Starting at the top of the data and ending with the line that holds "use super::super::constants::Palette;", transcribe each line exactly; include both ends.

[Records drawn from a dataset]
■ ■ ■ ■ ■ ■ ■
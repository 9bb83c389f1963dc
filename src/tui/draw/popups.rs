//! Popups: account form, category picker, saved conversations, upgrade flow.

use ratatui::Frame;
use ratatui::layout::{Alignment, Constraint, Direction, Flex, Layout, Position, Rect};
use ratatui::style::{Modifier, Style};
use ratatui::text::{Line, Span};
use ratatui::widgets::{Block, Borders, Clear, List, ListItem, ListState, Paragraph, Wrap};

use crate::core::history;
use crate::core::state::AppState;

use super::super::app::{
    AuthField, AuthFormState, HistoryPopupState, ListPopupState, UpgradeStage, UpgradeState,
    upgrade_plans,
};
use super::super::constants::Palette;

fn popup_area(area: Rect, percent_x: u16, percent_y: u16) -> Rect {
    let vertical = Layout::vertical([Constraint::Percentage(percent_y)]).flex(Flex::Center);
    let horizontal = Layout::horizontal([Constraint::Percentage(percent_x)]).flex(Flex::Center);
    let vertical_areas = vertical.split(area);
    let horizontal_areas = horizontal.split(vertical_areas[0]);
    horizontal_areas[0]
}

fn popup_block<'a>(title: &'a str, palette: &Palette) -> Block<'a> {
    Block::default()
        .borders(Borders::ALL)
        .border_style(Style::default().fg(palette.accent))
        .style(Style::default().bg(palette.surface).fg(palette.text))
        .title(title)
}

fn hint_line(pairs: &[(&'static str, &'static str)], palette: &Palette) -> Line<'static> {
    let mut spans = Vec::new();
    for (key, action) in pairs {
        spans.push(Span::styled(format!("{} ", key), Style::default().fg(palette.dim)));
        spans.push(Span::raw(format!("{}  ", action)));
    }
    Line::from(spans)
}

/// Draw a selectable list; `selected_index` is clamped to the item count.
fn draw_list(
    f: &mut Frame,
    area: Rect,
    items: Vec<String>,
    selected_index: &mut usize,
    list_state: &mut ListState,
    empty_message: &str,
    palette: &Palette,
) {
    if items.is_empty() {
        let para = Paragraph::new(Line::from(Span::styled(
            empty_message.to_string(),
            Style::default()
                .fg(palette.dim)
                .add_modifier(Modifier::ITALIC),
        )));
        f.render_widget(para, area);
        return;
    }
    *selected_index = (*selected_index).min(items.len() - 1);
    let highlight = Style::default().fg(palette.surface).bg(palette.accent);
    let list_items: Vec<ListItem> = items
        .into_iter()
        .enumerate()
        .map(|(i, text)| {
            let style = if i == *selected_index {
                highlight
            } else {
                Style::default()
            };
            ListItem::new(format!(" {} ", text)).style(style)
        })
        .collect();
    list_state.select(Some(*selected_index));
    f.render_stateful_widget(
        List::new(list_items).highlight_style(highlight),
        area,
        list_state,
    );
}

pub(crate) fn draw_auth_popup(f: &mut Frame, area: Rect, form: &AuthFormState, palette: &Palette) {
    let popup_rect = popup_area(area, 60, 50);
    let block = popup_block(form.mode.title(), palette);
    let inner = block.inner(popup_rect);
    f.render_widget(Clear, popup_rect);
    f.render_widget(block, popup_rect);

    let fields = form.mode.fields();
    let mut constraints: Vec<Constraint> = fields.iter().map(|_| Constraint::Length(3)).collect();
    constraints.push(Constraint::Min(1));
    constraints.push(Constraint::Length(1));
    let chunks = Layout::default()
        .direction(Direction::Vertical)
        .constraints(constraints)
        .split(inner);

    let focused = form.focused_field();
    for (i, field) in fields.iter().enumerate() {
        let value = form.field(*field);
        let shown = if *field == AuthField::Password {
            "•".repeat(value.chars().count())
        } else {
            value.to_string()
        };
        let is_focused = *field == focused;
        let border = if is_focused { palette.accent } else { palette.dim };
        let field_block = Block::default()
            .borders(Borders::ALL)
            .border_style(Style::default().fg(border))
            .title(format!(" {} ", field.label()));
        let field_inner = field_block.inner(chunks[i]);
        f.render_widget(Paragraph::new(shown.clone()).block(field_block), chunks[i]);
        if is_focused && !form.busy {
            let cx = field_inner.x + shown.chars().count().min(field_inner.width as usize) as u16;
            f.set_cursor_position(Position::new(cx, field_inner.y));
        }
    }

    let status_area = chunks[fields.len()];
    let status = if form.busy {
        Line::from(Span::styled(
            "Contacting server...",
            Style::default()
                .fg(palette.dim)
                .add_modifier(Modifier::ITALIC),
        ))
    } else if let Some(err) = &form.error {
        Line::from(Span::styled(err.clone(), Style::default().fg(palette.error)))
    } else if let Some(notice) = &form.notice {
        Line::from(Span::styled(notice.clone(), Style::default().fg(palette.accent)))
    } else {
        Line::from("")
    };
    f.render_widget(
        Paragraph::new(status).wrap(Wrap { trim: true }),
        status_area,
    );

    let hint = hint_line(
        &[
            ("Tab", "next field"),
            ("Enter", "submit"),
            ("Ctrl+R", "switch form"),
            ("Esc", "close"),
        ],
        palette,
    );
    f.render_widget(Paragraph::new(hint), chunks[fields.len() + 1]);
}

pub(crate) fn draw_account_popup(f: &mut Frame, area: Rect, state: &AppState, palette: &Palette) {
    let popup_rect = popup_area(area, 50, 40);
    let block = popup_block(" Account ", palette);
    f.render_widget(Clear, popup_rect);

    let mut lines = vec![Line::from("")];
    if let Some(user) = &state.user {
        lines.push(Line::from(vec![
            Span::styled(user.name.clone(), Style::default().add_modifier(Modifier::BOLD)),
            Span::styled(format!("  <{}>", user.email), Style::default().fg(palette.dim)),
        ]));
        lines.push(Line::from(format!("Plan: {}", user.plan)));
        lines.push(Line::from(format!("Messages: {}", user.usage_label())));
    }
    lines.push(Line::from(""));
    lines.push(hint_line(&[("o", "sign out"), ("u", "upgrade"), ("Esc", "close")], palette));
    f.render_widget(
        Paragraph::new(lines)
            .block(block)
            .alignment(Alignment::Center),
        popup_rect,
    );
}

pub(crate) fn draw_category_popup(
    f: &mut Frame,
    area: Rect,
    state: &AppState,
    list: &mut ListPopupState,
    palette: &Palette,
) {
    let popup_rect = popup_area(area, 60, 50);
    let block = popup_block(" Select category (Ctrl+K) ", palette);
    let inner = block.inner(popup_rect);
    f.render_widget(Clear, popup_rect);
    f.render_widget(block, popup_rect);

    let chunks = Layout::default()
        .direction(Direction::Vertical)
        .constraints([Constraint::Min(3), Constraint::Length(1)])
        .split(inner);
    let items = state
        .settings
        .categories
        .iter()
        .map(|c| {
            let marker = if state.category.as_deref() == Some(c.id.as_str()) {
                "● "
            } else {
                "  "
            };
            if c.description.is_empty() {
                format!("{}{}", marker, c.name)
            } else {
                format!("{}{}  {}", marker, c.name, c.description)
            }
        })
        .collect();
    draw_list(
        f,
        chunks[0],
        items,
        &mut list.selected_index,
        &mut list.list_state,
        "No categories configured",
        palette,
    );
    let hint = hint_line(&[("↑↓", "select"), ("Enter", "confirm"), ("Esc", "cancel")], palette);
    f.render_widget(Paragraph::new(hint), chunks[1]);
}

pub(crate) fn draw_history_popup(
    f: &mut Frame,
    area: Rect,
    state: &AppState,
    selector: &mut HistoryPopupState,
    palette: &Palette,
) {
    let popup_rect = popup_area(area, 70, 60);
    let block = popup_block(" Saved conversations (Alt+H) ", palette);
    let inner = block.inner(popup_rect);
    f.render_widget(Clear, popup_rect);
    f.render_widget(block, popup_rect);

    let chunks = Layout::default()
        .direction(Direction::Vertical)
        .constraints([
            Constraint::Length(3),
            Constraint::Min(3),
            Constraint::Length(1),
        ])
        .split(inner);

    let filter_content = if selector.filter.is_empty() {
        Span::styled("Filter... ", Style::default().fg(palette.dim))
    } else {
        Span::raw(selector.filter.clone())
    };
    let filter_block = Block::default()
        .borders(Borders::ALL)
        .border_style(Style::default().fg(palette.dim));
    let filter_inner = filter_block.inner(chunks[0]);
    f.render_widget(
        Paragraph::new(Line::from(filter_content)).block(filter_block),
        chunks[0],
    );
    let cx = filter_inner.x
        + selector
            .filter
            .chars()
            .count()
            .min(filter_inner.width as usize) as u16;
    f.set_cursor_position(Position::new(cx, filter_inner.y));

    let items = history::filter(&state.saved, &selector.filter)
        .into_iter()
        .map(|c| {
            format!(
                "{}  {}  {}",
                c.saved_at
                    .with_timezone(&chrono::Local)
                    .format("%m-%d %H:%M"),
                c.category.as_deref().unwrap_or("-"),
                c.title
            )
        })
        .collect();
    let empty = if selector.filter.is_empty() {
        "No saved conversations"
    } else {
        "No conversations match filter"
    };
    draw_list(
        f,
        chunks[1],
        items,
        &mut selector.selected_index,
        &mut selector.list_state,
        empty,
        palette,
    );
    let hint = hint_line(
        &[
            ("↑↓", "select"),
            ("Enter", "restore"),
            ("Ctrl+D", "delete"),
            ("Ctrl+X", "clear all"),
            ("Esc", "close"),
        ],
        palette,
    );
    f.render_widget(Paragraph::new(hint), chunks[2]);
}

pub(crate) fn draw_upgrade_popup(
    f: &mut Frame,
    area: Rect,
    state: &AppState,
    upgrade: &mut UpgradeState,
    palette: &Palette,
) {
    let popup_rect = popup_area(area, 60, 50);
    let block = popup_block(" Upgrade plan ", palette);
    let inner = block.inner(popup_rect);
    f.render_widget(Clear, popup_rect);
    f.render_widget(block, popup_rect);

    let chunks = Layout::default()
        .direction(Direction::Vertical)
        .constraints([
            Constraint::Length(2),
            Constraint::Min(3),
            Constraint::Length(1),
        ])
        .split(inner);

    let intro = match (upgrade.blocked_at, &state.user) {
        (Some((used, limit)), _) => format!(
            "You have used {} of {} messages. Upgrade to keep chatting.",
            used, limit
        ),
        (None, Some(user)) => format!("Current plan: {} ({})", user.plan, user.usage_label()),
        (None, None) => "Sign in to upgrade.".to_string(),
    };
    f.render_widget(
        Paragraph::new(intro).wrap(Wrap { trim: true }),
        chunks[0],
    );

    let hint = match &mut upgrade.stage {
        UpgradeStage::Choosing(list) => {
            let items = upgrade_plans(state)
                .into_iter()
                .map(|p| format!("{:<12} {:>6}  {} messages", p.name, p.price, p.message_limit))
                .collect();
            draw_list(
                f,
                chunks[1],
                items,
                &mut list.selected_index,
                &mut list.list_state,
                "You are on the highest plan",
                palette,
            );
            hint_line(&[("↑↓", "select"), ("Enter", "pay"), ("Esc", "cancel")], palette)
        }
        UpgradeStage::Waiting { plan_name, url } => {
            let mut lines = vec![Line::from(Span::styled(
                format!("Waiting for payment confirmation for {}...", plan_name),
                Style::default()
                    .fg(palette.dim)
                    .add_modifier(Modifier::ITALIC),
            ))];
            match url {
                Some(url) => {
                    lines.push(Line::from(""));
                    lines.push(Line::from("Complete the payment in your browser:"));
                    lines.push(Line::from(Span::styled(
                        url.clone(),
                        Style::default()
                            .fg(palette.code)
                            .add_modifier(Modifier::UNDERLINED),
                    )));
                }
                None => lines.push(Line::from("Opening the payment page...")),
            }
            f.render_widget(
                Paragraph::new(lines).wrap(Wrap { trim: false }),
                chunks[1],
            );
            hint_line(&[("Esc", "stop waiting")], palette)
        }
        UpgradeStage::Finished { message, is_error } => {
            let color = if *is_error {
                palette.error
            } else {
                palette.accent
            };
            f.render_widget(
                Paragraph::new(Line::from(Span::styled(
                    message.clone(),
                    Style::default().fg(color),
                )))
                .wrap(Wrap { trim: true }),
                chunks[1],
            );
            hint_line(&[("Enter/Esc", "close")], palette)
        }
    };
    f.render_widget(Paragraph::new(hint), chunks[2]);
}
■ ■ ■ ■ ■ ■ ■
> **Task output**:
repository 9bb83c389f1963dc
filename src/tui/draw/popups.rs
//! Popups: account form, category picker, saved conversations, upgrade flow.

use ratatui::Frame;
use ratatui::layout::{Alignment, Constraint, Direction, Flex, Layout, Position, Rect};
use ratatui::style::{Modifier, Style};
use ratatui::text::{Line, Span};
use ratatui::widgets::{Block, Borders, Clear, List, ListItem, ListState, Paragraph, Wrap};

use crate::core::history;
use crate::core::state::AppState;

use super::super::app::{
    AuthField, AuthFormState, HistoryPopupState, ListPopupState, UpgradeStage, UpgradeState,
    upgrade_plans,
};
use super::super::constants::Palette;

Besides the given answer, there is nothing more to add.